Two other zhaos also joined in the attack on Shilang: Dengtan ruled by Mieluopi and Langqiong ruled by Duoluowang. Piluoge moved to eliminate these competitors by bribing Wang Yu, the military governor of Jiannan (modern Sichuan) to convince the Tang court to support him in uniting the Six Zhaos. Piluoge then made a surprise attack on Dengtan and defeated the forces of both Mieluopi and the ruler of Shilang, Shiwangqian. The zhao of Yuexi was annexed when its ruler, Bochong, was murdered by his wife's lover, Zhangxunqiu. Zhangxunqiu was summoned by the Tang court and beaten to death. The territory of Yuexi was bestowed to Piluoge. Bochong's son, Yuzeng, fled and resisted Nanzhao's expansion for some time before he was defeated by Piluoge's son, Geluofeng, and drowned in the Changjiang. Piluoge's step-grandson grew jealous of the preeminence of his step-father, Geluofeng, and sought to create his own zhao by allying with the Tibetan Empire. His plans leaked out and he was killed.

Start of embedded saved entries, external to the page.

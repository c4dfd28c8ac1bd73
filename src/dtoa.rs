//! Correctly rounded fixed-precision conversion of doubles to decimal.
//!
//! A finite double is turned into an exact ratio `numerator / denominator` of big
//! integers, with the denominator a power of two. The integer part is the quotient of
//! that ratio, and fractional digits are pulled from the remainder one at a time by
//! multiplying it by ten and dividing again. One digit beyond the requested precision,
//! together with whether anything non-zero remains after it, decides the rounding,
//! which is half to even.

use crate::bigint::BigUnsigned;
use crate::defs::Error;
use crate::defs::Sign;
use crate::ieee754::decompose;
use crate::ieee754::Class;
use crate::ieee754::DecomposedDouble;
use crate::sink::Sink;
use core::cmp::Ordering;
use core::fmt::{Display, Formatter};
use smallvec::SmallVec;

type DigitBuf = SmallVec<[u8; 32]>;

/// Exact value of a finite double as `numerator / denominator`.
/// The denominator is always a power of two.
#[derive(Debug, Clone, PartialEq, Eq)]
pub struct ExactRatio {
    numerator: BigUnsigned,
    denominator: BigUnsigned,
}

impl ExactRatio {
    /// Builds the ratio for the magnitude of `d`.
    ///
    /// ## Errors
    ///
    ///  - InvalidArgument: `d` is an infinity or a NaN.
    ///  - CapacityExceeded: never for doubles with the default limb capacity.
    pub fn new(d: &DecomposedDouble) -> Result<Self, Error> {
        if !d.is_finite() {
            return Err(Error::InvalidArgument);
        }

        let significand = BigUnsigned::from_u64(d.significand());
        let e = d.exponent();

        if e >= 0 {
            Ok(ExactRatio {
                numerator: significand.shift_left(e as usize)?,
                denominator: BigUnsigned::from_u32(1),
            })
        } else {
            Ok(ExactRatio {
                numerator: significand,
                denominator: BigUnsigned::from_u32(1).shift_left(e.unsigned_abs() as usize)?,
            })
        }
    }

    /// Numerator of the ratio.
    #[inline]
    pub fn numerator(&self) -> &BigUnsigned {
        &self.numerator
    }

    /// Denominator of the ratio, a power of two.
    #[inline]
    pub fn denominator(&self) -> &BigUnsigned {
        &self.denominator
    }

    /// Returns numerator and denominator.
    pub fn into_parts(self) -> (BigUnsigned, BigUnsigned) {
        (self.numerator, self.denominator)
    }
}

/// Result of converting a double: sign, classification, and ASCII digits.
///
/// Finite values render as an optional `-`, at least one integer digit, a `.`, and
/// exactly `precision` fractional digits. Infinities and NaNs render as `inf`, `qNaN`,
/// or `sNaN` with an optional `-`.
#[derive(Debug, Clone, PartialEq, Eq)]
pub struct DecimalDigits {
    sign: Sign,
    class: Class,
    integer: DigitBuf,
    fraction: DigitBuf,
}

impl DecimalDigits {
    /// Sign of the converted value.
    #[inline]
    pub fn sign(&self) -> Sign {
        self.sign
    }

    /// Returns true if the sign is negative.
    #[inline]
    pub fn is_negative(&self) -> bool {
        self.sign.is_negative()
    }

    /// Classification of the converted double.
    #[inline]
    pub fn class(&self) -> Class {
        self.class
    }

    /// Returns true if the value has digits, i.e. it is not an infinity or a NaN.
    pub fn is_finite(&self) -> bool {
        self.token().is_none()
    }

    /// Integer part digits, most significant first. Empty for infinities and NaNs.
    #[inline]
    pub fn integer(&self) -> &[u8] {
        &self.integer
    }

    /// Fractional digits. Empty for infinities and NaNs.
    #[inline]
    pub fn fraction(&self) -> &[u8] {
        &self.fraction
    }

    /// Literal token for infinities and NaNs, without the sign.
    pub fn token(&self) -> Option<&'static str> {
        match self.class {
            Class::Infinity => Some("inf"),
            Class::QuietNan => Some("qNaN"),
            Class::SignalingNan => Some("sNaN"),
            Class::Zero | Class::Subnormal | Class::Normal => None,
        }
    }

    /// Number of bytes of the rendered value.
    pub fn rendered_len(&self) -> usize {
        let sign = if self.is_negative() { 1 } else { 0 };
        match self.token() {
            Some(t) => sign + t.len(),
            None => sign + self.integer.len() + 1 + self.fraction.len(),
        }
    }

    /// Writes the rendered value to `sink`, returns the number of bytes written.
    ///
    /// The sign, digits, and point are written separately, so on error `sink` may
    /// already hold the leading part of the value.
    pub fn write_to<S: Sink + ?Sized>(&self, sink: &mut S) -> Result<usize, Error> {
        if self.is_negative() {
            sink.write(b"-")?;
        }

        match self.token() {
            Some(t) => sink.write(t.as_bytes())?,
            None => {
                sink.write(&self.integer)?;
                sink.write(b".")?;
                sink.write(&self.fraction)?;
            }
        }

        Ok(self.rendered_len())
    }
}

impl Display for DecimalDigits {
    fn fmt(&self, f: &mut Formatter<'_>) -> core::fmt::Result {
        if self.is_negative() {
            f.write_str("-")?;
        }

        match self.token() {
            Some(t) => f.write_str(t),
            None => {
                // digits are ASCII
                let i = core::str::from_utf8(&self.integer).map_err(|_| core::fmt::Error)?;
                let d = core::str::from_utf8(&self.fraction).map_err(|_| core::fmt::Error)?;
                f.write_str(i)?;
                f.write_str(".")?;
                f.write_str(d)
            }
        }
    }
}

/// Converts `value` to decimal with `precision` fractional digits, rounding half to even.
/// This is the digit stream `printf("%.*f", precision, value)` prints.
///
/// ## Errors
///
///  - EndiannessUnsupported: the host is not little-endian.
///  - MemoryAllocation: failed to allocate memory for the digits.
///  - InvalidArgument: `precision` is `usize::MAX`.
pub fn to_decimal_digits(value: f64, precision: usize) -> Result<DecimalDigits, Error> {
    let d = decompose(value)?;
    precision.checked_add(1).ok_or(Error::InvalidArgument)?;

    tracing::trace!(class = ?d.class(), precision, "converting double");

    let mut ret = DecimalDigits {
        sign: d.sign(),
        class: d.class(),
        integer: DigitBuf::new(),
        fraction: DigitBuf::new(),
    };

    match d.class() {
        Class::Infinity | Class::QuietNan | Class::SignalingNan => Ok(ret),
        Class::Zero => {
            push_digit(&mut ret.integer, b'0')?;
            reserve(&mut ret.fraction, precision)?;
            ret.fraction.resize(precision, b'0');
            Ok(ret)
        }
        Class::Subnormal | Class::Normal => {
            let ratio = ExactRatio::new(&d)?;
            let (q, rem) = ratio.numerator().div_rem(ratio.denominator())?;

            push_integer_digits(q, &mut ret.integer)?;
            let (extra, sticky) =
                push_fraction_digits(rem, ratio.denominator(), precision, &mut ret.fraction)?;

            if round_up(&ret.integer, &ret.fraction, extra, sticky) {
                increment(&mut ret.integer, &mut ret.fraction)?;
            }

            Ok(ret)
        }
    }
}

fn reserve(buf: &mut DigitBuf, n: usize) -> Result<(), Error> {
    buf.try_reserve(n).map_err(|_| Error::MemoryAllocation)
}

fn push_digit(buf: &mut DigitBuf, d: u8) -> Result<(), Error> {
    reserve(buf, 1)?;
    buf.push(d);
    Ok(())
}

// Decimal digits of q, most significant first.
fn push_integer_digits(mut q: BigUnsigned, buf: &mut DigitBuf) -> Result<(), Error> {
    // log10(2) < 0.30103
    reserve(buf, q.bit_len() * 30103 / 100000 + 1)?;

    loop {
        let (q1, r) = q.div_rem_by_word(10)?;
        push_digit(buf, b'0' + r as u8)?;
        q = q1;
        if q.is_zero() {
            break;
        }
    }

    buf.reverse();

    Ok(())
}

// Pushes `precision` fractional digits of rem / den, returns the digit after them
// and whether anything non-zero follows that digit.
fn push_fraction_digits(
    mut rem: BigUnsigned,
    den: &BigUnsigned,
    precision: usize,
    buf: &mut DigitBuf,
) -> Result<(u8, bool), Error> {
    let n = precision + 1;
    reserve(buf, n)?;

    while buf.len() < n && !rem.is_zero() {
        let (digit, r) = rem.mul_by_word(10)?.div_rem(den)?;
        debug_assert!(digit.len() == 1 && digit.limbs()[0] < 10);
        buf.push(b'0' + digit.limbs()[0] as u8);
        rem = r;
    }

    // once the remainder is zero every further digit is zero
    buf.resize(n, b'0');
    let extra = buf.pop().unwrap_or(b'0');

    Ok((extra, !rem.is_zero()))
}

fn round_up(integer: &[u8], fraction: &[u8], extra: u8, sticky: bool) -> bool {
    match extra.cmp(&b'5') {
        Ordering::Greater => true,
        Ordering::Less => false,
        Ordering::Equal => {
            if sticky {
                true
            } else {
                // a tie: round to the even neighbour
                let last = fraction.last().or_else(|| integer.last()).copied().unwrap_or(b'0');
                (last - b'0') & 1 != 0
            }
        }
    }
}

// Adds one unit in the last place, carrying through nines into the integer part.
fn increment(integer: &mut DigitBuf, fraction: &mut DigitBuf) -> Result<(), Error> {
    for d in fraction.iter_mut().rev().chain(integer.iter_mut().rev()) {
        if *d == b'9' {
            *d = b'0';
        } else {
            *d += 1;
            return Ok(());
        }
    }

    reserve(integer, 1)?;
    integer.insert(0, b'1');

    Ok(())
}

#[cfg(test)]
mod tests {

    use super::*;

    #[cfg(not(feature = "std"))]
    use alloc::{
        string::{String, ToString},
        vec::Vec,
    };

    fn conv(value: f64, precision: usize) -> String {
        to_decimal_digits(value, precision).unwrap().to_string()
    }

    #[test]
    fn test_special_values() {
        assert_eq!(conv(0.0, 3), "0.000");
        assert_eq!(conv(0.0, 0), "0.");
        assert_eq!(conv(-0.0, 2), "-0.00");
        assert_eq!(conv(f64::INFINITY, 2), "inf");
        assert_eq!(conv(f64::NEG_INFINITY, 2), "-inf");
        assert_eq!(conv(f64::NAN, 0), "qNaN");
        assert_eq!(conv(-f64::NAN, 5), "-qNaN");
        assert_eq!(conv(f64::from_bits(0x7FF0_0000_0000_0001), 1), "sNaN");
        assert_eq!(conv(f64::from_bits(0xFFF4_0000_0000_0000), 1), "-sNaN");

        let d = to_decimal_digits(f64::INFINITY, 4).unwrap();
        assert!(!d.is_finite());
        assert_eq!(d.class(), Class::Infinity);
        assert!(d.integer().is_empty() && d.fraction().is_empty());
        assert_eq!(d.rendered_len(), 3);
    }

    #[test]
    fn test_conversion() {
        assert_eq!(conv(1.0, 2), "1.00");
        assert_eq!(conv(-0.5, 1), "-0.5");
        assert_eq!(conv(1.0, 0), "1.");
        assert_eq!(conv(123.456, 3), "123.456");
        assert_eq!(conv(0.1, 20), "0.10000000000000000555");
        assert_eq!(conv(1e22, 0), "10000000000000000000000.");
        assert_eq!(conv(2f64.powi(64), 1), "18446744073709551616.0");
        assert_eq!(conv(-1234.5678, 2), "-1234.57");
        assert_eq!(conv(-0.001, 2), "-0.00");

        let d = to_decimal_digits(-42.25, 3).unwrap();
        assert_eq!(d.sign(), Sign::Neg);
        assert_eq!(d.class(), Class::Normal);
        assert_eq!(d.integer(), b"42");
        assert_eq!(d.fraction(), b"250");
        assert_eq!(d.rendered_len(), 7);
    }

    #[test]
    fn test_extremes() {
        // 2^-1074 = 4.9406564584124654e-324
        let tiny = f64::from_bits(1);
        let s = conv(tiny, 340);
        let mut expected = String::from("0.");
        for _ in 0..323 {
            expected.push('0');
        }
        expected.push_str("4940656458412465441765687928682213723650598");
        assert!(s.starts_with(&expected));
        assert_eq!(s.len(), 342);

        assert_eq!(conv(tiny, 40), "0.0000000000000000000000000000000000000000");
        assert_eq!(conv(-tiny, 2), "-0.00");

        let d = to_decimal_digits(tiny, 1100).unwrap();
        assert_eq!(d.class(), Class::Subnormal);
        // the expansion of 2^-1074 has exactly 1074 fractional digits
        assert_eq!(d.fraction()[1073], b'5');
        assert!(d.fraction()[1074..].iter().all(|&c| c == b'0'));

        let d = to_decimal_digits(f64::MAX, 0).unwrap();
        assert_eq!(d.integer().len(), 309);
        assert!(d.integer().starts_with(b"17976931348623157"));

        let d = to_decimal_digits(f64::MIN_POSITIVE, 1100).unwrap();
        assert!(d.fraction()[..307].iter().all(|&c| c == b'0'));
        assert!(d.fraction()[307..].starts_with(b"22250738585072014"));
    }

    #[test]
    fn test_rounding() {
        // exact ties round to even
        assert_eq!(conv(0.125, 2), "0.12");
        assert_eq!(conv(0.375, 2), "0.38");
        assert_eq!(conv(0.25, 1), "0.2");
        assert_eq!(conv(0.75, 1), "0.8");
        assert_eq!(conv(0.5, 0), "0.");
        assert_eq!(conv(1.5, 0), "2.");
        assert_eq!(conv(2.5, 0), "2.");
        assert_eq!(conv(3.5, 0), "4.");
        assert_eq!(conv(-2.5, 0), "-2.");

        // anything beyond the tie digit rounds up
        assert_eq!(conv(0.135, 2), "0.14");

        // below the tie
        assert_eq!(conv(1.005, 2), "1.00");
        assert_eq!(conv(9.995, 2), "9.99");
        assert_eq!(conv(0.95, 1), "0.9");

        // carry into the integer part
        assert_eq!(conv(99.5, 0), "100.");
        assert_eq!(conv(9.96, 1), "10.0");
        assert_eq!(conv(999.9996, 3), "1000.000");
        assert_eq!(conv(0.96, 1), "1.0");
    }

    #[test]
    fn test_exact_ratio() {
        let r = ExactRatio::new(&decompose(1.0).unwrap()).unwrap();
        assert_eq!(r.numerator(), &BigUnsigned::from_u64(1 << 52));
        assert_eq!(r.denominator(), &BigUnsigned::from_u32(1).shift_left(52).unwrap());

        let r = ExactRatio::new(&decompose(2f64.powi(60)).unwrap()).unwrap();
        assert_eq!(r.numerator(), &BigUnsigned::from_u32(1).shift_left(60).unwrap());
        assert_eq!(r.denominator(), &BigUnsigned::from_u32(1));

        let (n, d) = ExactRatio::new(&decompose(f64::from_bits(3)).unwrap()).unwrap().into_parts();
        assert_eq!(n, BigUnsigned::from_u32(3));
        assert_eq!(d.bit_len(), 1075);

        let r = ExactRatio::new(&decompose(0.0).unwrap()).unwrap();
        assert!(r.numerator().is_zero());

        assert_eq!(
            ExactRatio::new(&decompose(f64::INFINITY).unwrap()),
            Err(Error::InvalidArgument)
        );
        assert_eq!(ExactRatio::new(&decompose(f64::NAN).unwrap()), Err(Error::InvalidArgument));
    }

    #[test]
    fn test_write_to() {
        let mut v = Vec::new();
        let d = to_decimal_digits(-3.75, 1).unwrap();
        assert_eq!(d.write_to(&mut v).unwrap(), 4);
        assert_eq!(v, b"-3.8");

        let mut buf = [0u8; 3];
        let mut s = crate::sink::SliceSink::new(&mut buf);
        assert_eq!(d.write_to(&mut s), Err(Error::BufferInsufficient));
        assert_eq!(s.as_bytes(), b"-3.");

        assert_eq!(to_decimal_digits(1.0, usize::MAX), Err(Error::InvalidArgument));
        assert_eq!(to_decimal_digits(0.0, usize::MAX), Err(Error::InvalidArgument));
    }
}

In the year 737 AD, Piluoge (皮羅閣) united the six zhaos in succession, establishing a new kingdom called Nanzhao (Southern Zhao). In 738, the Tang granted Piluoge the title of "Prince of Yunnan". Piluoge set up a new capital at Taihe in 739, (the site of modern-day Taihe village, a few miles south of Dali). Located in the heart of the Erhai valley, the site was ideal: it could be easily defended against attack and it was in the midst of rich farmland. Under the reign of Piluoge, the White Mywa were removed from eastern Yunnan and resettled in the west. The Black and White Mywa were separated to create a more solidified caste system of ministers and warriors.
Piluoge died in 748, and was succeeded by his son Geluofeng (閣羅鳳). When the Chinese prefect of Yunnan attempted to rob Nanzhao envoys in 750, Geluofeng attacked, killing the prefect and seizing nearby Tang territory. In retaliation, the Tang governor of Jiannan (modern Sichuan), Xianyu Zhongtong, attacked Nanzhao with an army of 80,000 soldiers in 751. He was defeated by Duan Jianwei (段俭魏) with heavy losses (many due to disease) at Xiaguan. Duan Jianwei's grave is two kilometres west of Xiaguan, and the Tomb of Ten Thousand Soldiers is located in Tianbao Park. In 754, another Tang army of 100,000 soldiers, led by General Li Mi (李宓), approached the kingdom from the north, but never made it past Mu'ege. By the end of 754, Geluofeng had established an alliance with the Tibetans against the Tang that would last until 794.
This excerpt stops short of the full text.